-------- Task inputs --------
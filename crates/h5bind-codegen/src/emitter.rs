//! Indentation-aware line writer shared by the header and source renderers

use std::fmt::{self, Write};

#[derive(Debug)]
pub struct Emitter {
    output: String,
    indent_size: usize,
    level: usize,
}

impl Emitter {
    pub fn new(indent_size: usize) -> Self {
        Self {
            output: String::new(),
            indent_size,
            level: 0,
        }
    }

    fn indent(&self) -> String {
        " ".repeat(self.level * self.indent_size)
    }

    /// Write one line at the current indentation
    pub fn line(&mut self, args: fmt::Arguments<'_>) -> fmt::Result {
        let indent = self.indent();
        writeln!(self.output, "{}{}", indent, args)
    }

    pub fn blank(&mut self) -> fmt::Result {
        writeln!(self.output)
    }

    pub fn push(&mut self) {
        self.level += 1;
    }

    pub fn pop(&mut self) {
        self.level = self.level.saturating_sub(1);
    }

    pub fn level(&self) -> usize {
        self.level
    }

    /// Write `line` then indent everything after it
    pub fn open(&mut self, args: fmt::Arguments<'_>) -> fmt::Result {
        self.line(args)?;
        self.push();
        Ok(())
    }

    /// Dedent then write `line`
    pub fn close(&mut self, args: fmt::Arguments<'_>) -> fmt::Result {
        self.pop();
        self.line(args)
    }

    pub fn finish(self) -> String {
        self.output
    }
}
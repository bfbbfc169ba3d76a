//! Rendered files and writing them out

use std::fs::{self, File};
use std::io::Write as _;
use std::path::{Path, PathBuf};

use tracing::info;

use crate::emitter::Emitter;
use crate::error::CodegenError;
use crate::naming;

/// Base class and offset macro every generated header includes
pub const SUPPORT_HEADER: &str = include_str!("../support/DxTransformBase.h");

#[derive(Debug, Clone, PartialEq, Eq)]
pub struct Artifact {
    pub path: PathBuf,
    pub contents: String,
}

impl Artifact {
    /// Create or truncate the file and write the contents
    pub fn write(&self) -> Result<(), CodegenError> {
        let wrap = |source| CodegenError::WriteArtifact {
            path: self.path.clone(),
            source,
        };
        let mut file = File::create(&self.path).map_err(wrap)?;
        file.write_all(self.contents.as_bytes()).map_err(wrap)?;
        Ok(())
    }
}

/// The two files generated for one input header
#[derive(Debug, Clone, PartialEq, Eq)]
pub struct GeneratedArtifacts {
    pub header: Artifact,
    pub source: Artifact,
}

impl GeneratedArtifacts {
    /// Write both files, creating `output_dir`'s missing parents. A failure on
    /// the second file leaves the first one in place.
    pub fn write_all(&self) -> Result<(), CodegenError> {
        for artifact in [&self.header, &self.source] {
            if let Some(parent) = artifact.path.parent() {
                if !parent.as_os_str().is_empty() {
                    fs::create_dir_all(parent).map_err(|source| CodegenError::WriteArtifact {
                        path: parent.to_path_buf(),
                        source,
                    })?;
                }
            }
            artifact.write()?;
            info!(path = %artifact.path.display(), "wrote binding artifact");
        }
        Ok(())
    }

    pub fn paths(&self) -> [&Path; 2] {
        [&self.header.path, &self.source.path]
    }
}

/// Write `DxTransformBase.h` into `output_dir`
pub fn write_support_header(output_dir: &Path) -> Result<PathBuf, CodegenError> {
    let artifact = Artifact {
        path: output_dir.join(naming::BASE_HEADER),
        contents: SUPPORT_HEADER.to_string(),
    };
    artifact.write()?;
    Ok(artifact.path)
}

pub(crate) fn write_preamble(out: &mut Emitter, source_file_name: &str) -> Result<(), CodegenError> {
    out.line(format_args!(
        "// HDF5 datatype bindings for {}, generated by h5bind.",
        source_file_name
    ))?;
    out.line(format_args!(
        "// Do not edit: this file is overwritten every time bindings are regenerated."
    ))?;
    out.blank()?;
    Ok(())
}
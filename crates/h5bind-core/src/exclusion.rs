//! Include exclusion list
//!
//! System and third-party headers end up in the registry whenever the input
//! header includes them. Paths listed in the ignore file (one absolute prefix
//! per line, `#` starts a comment line) are never `#include`d by generated
//! code.

use std::path::{Path, PathBuf};

use tracing::debug;

use crate::error::CoreError;
use crate::include_path::absolutize;

#[derive(Debug, Clone, Default)]
pub struct FileExcluder {
    prefixes: Vec<String>,
}

impl FileExcluder {
    /// An excluder that lets every path through
    pub fn none() -> Self {
        Self::default()
    }

    pub fn from_prefixes<I, S>(prefixes: I) -> Self
    where
        I: IntoIterator<Item = S>,
        S: Into<String>,
    {
        Self {
            prefixes: prefixes.into_iter().map(Into::into).collect(),
        }
    }

    pub fn parse(content: &str) -> Self {
        Self::from_prefixes(
            content
                .lines()
                .map(str::trim)
                .filter(|line| !line.is_empty() && !line.starts_with('#')),
        )
    }

    pub fn load(path: &Path) -> Result<Self, CoreError> {
        let content = std::fs::read_to_string(path)?;
        let excluder = Self::parse(&content);
        debug!(
            file = %path.display(),
            prefixes = excluder.prefixes.len(),
            "loaded exclusion list"
        );
        Ok(excluder)
    }

    /// Load `path` if it exists; a missing file excludes nothing
    pub fn load_optional(path: Option<&PathBuf>) -> Result<Self, CoreError> {
        match path {
            Some(path) if path.exists() => Self::load(path),
            Some(path) => {
                debug!(file = %path.display(), "exclusion list not found, excluding nothing");
                Ok(Self::none())
            }
            None => Ok(Self::none()),
        }
    }

    pub fn is_excluded(&self, path: &Path) -> bool {
        let absolute = absolutize(path);
        let absolute = absolute.to_string_lossy();
        self.prefixes
            .iter()
            .any(|prefix| absolute.starts_with(prefix.as_str()))
    }

    pub fn prefixes(&self) -> &[String] {
        &self.prefixes
    }
}
//! Cooperative cancellation for downloads.
//!
//! A session hands one token to each download it starts. Fetch units poll it
//! between chunks and while paused by the throttle; the session trips it when
//! the client disconnects.

use std::sync::atomic::{AtomicBool, Ordering};
use std::sync::Arc;
use std::time::{Duration, Instant};

/// Longest single sleep while waiting out a throttle pause.
const PAUSE_SLICE: Duration = Duration::from_millis(50);

#[derive(Debug, Clone, Default)]
pub struct CancelToken(Arc<AtomicBool>);

impl CancelToken {
    pub fn new() -> Self {
        Self::default()
    }

    pub fn cancel(&self) {
        self.0.store(true, Ordering::Relaxed);
    }

    pub fn is_cancelled(&self) -> bool {
        self.0.load(Ordering::Relaxed)
    }

    /// Block the current thread for `pause`, waking every [`PAUSE_SLICE`] to
    /// check the token. Returns false if cancelled before the pause ran out.
    pub fn sleep(&self, pause: Duration) -> bool {
        let deadline = Instant::now() + pause;
        loop {
            if self.is_cancelled() {
                return false;
            }
            let now = Instant::now();
            if now >= deadline {
                return true;
            }
            std::thread::sleep((deadline - now).min(PAUSE_SLICE));
        }
    }
}

/// Cancels every download started by one session when dropped.
#[derive(Debug, Default)]
pub struct SessionDownloads {
    tokens: Vec<CancelToken>,
}

impl SessionDownloads {
    pub fn new() -> Self {
        Self::default()
    }

    /// Token for a new download owned by this session. Tokens no download
    /// holds anymore are dropped first.
    pub fn register(&mut self) -> CancelToken {
        self.tokens.retain(|t| Arc::strong_count(&t.0) > 1);
        let token = CancelToken::new();
        self.tokens.push(token.clone());
        token
    }

    pub fn cancel_all(&self) {
        for token in &self.tokens {
            token.cancel();
        }
    }
}

impl Drop for SessionDownloads {
    fn drop(&mut self) {
        self.cancel_all();
    }
}
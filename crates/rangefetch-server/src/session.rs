//! One client connection.
//!
//! Inbound frames are routed in arrival order. Replies and download events
//! share one outbound queue drained by a writer task, so everything a
//! session's downloads produce goes to that session only. Closing the
//! connection cancels every download the session started.

use futures_util::{SinkExt, StreamExt};
use rangefetch_core::control::SessionDownloads;
use rangefetch_core::coordinator::EventSink;
use rangefetch_core::protocol::OutboundMessage;
use rangefetch_core::router::{Route, SessionRouter};
use std::net::SocketAddr;
use tokio::net::TcpStream;
use tokio::sync::mpsc;
use tokio_tungstenite::tungstenite::Message;

pub async fn run_session(stream: TcpStream, peer: SocketAddr, router: SessionRouter) {
    let ws = match tokio_tungstenite::accept_async(stream).await {
        Ok(ws) => ws,
        Err(e) => {
            tracing::debug!(%peer, "handshake failed: {}", e);
            return;
        }
    };
    tracing::info!(%peer, "session opened");

    let (mut write, mut read) = ws.split();
    let (out_tx, mut out_rx) = mpsc::channel::<OutboundMessage>(router.settings().event_buffer);

    let writer = tokio::spawn(async move {
        while let Some(msg) = out_rx.recv().await {
            let text = match msg.to_json() {
                Ok(text) => text,
                Err(e) => {
                    tracing::warn!("cannot encode outbound message: {}", e);
                    continue;
                }
            };
            if write.send(Message::Text(text)).await.is_err() {
                break;
            }
        }
        let _ = write.close().await;
    });

    let mut downloads = SessionDownloads::new();
    while let Some(frame) = read.next().await {
        let text = match frame {
            Ok(Message::Text(text)) => text,
            Ok(Message::Binary(data)) => String::from_utf8_lossy(&data).into_owned(),
            Ok(Message::Close(_)) => break,
            Ok(_) => continue,
            Err(e) => {
                tracing::debug!(%peer, "read: {}", e);
                break;
            }
        };

        match router.route(&text) {
            Route::Reply(msg) => {
                if out_tx.send(msg).await.is_err() {
                    break;
                }
            }
            Route::Download(request) => {
                tracing::info!(%peer, url = %request.url, "download requested");
                let cancel = downloads.register();
                let sink = EventSink::new(out_tx.clone());
                let coordinator = router.settings().coordinator();
                tokio::spawn(async move {
                    // Errors were already reported to the client and logged.
                    let _ = coordinator.run(request, &sink, cancel).await;
                });
            }
        }
    }

    downloads.cancel_all();
    writer.abort();
    tracing::info!(%peer, "session closed");
}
--------
**Task to carry out:**
Where the string "crates" appears in a line of the listing, copy that line.

**Finished exercise:**
filename crates/h5bind-codegen/src/emitter.rs
filename crates/h5bind-core/src/exclusion.rs
filename crates/rangefetch-server/src/session.rs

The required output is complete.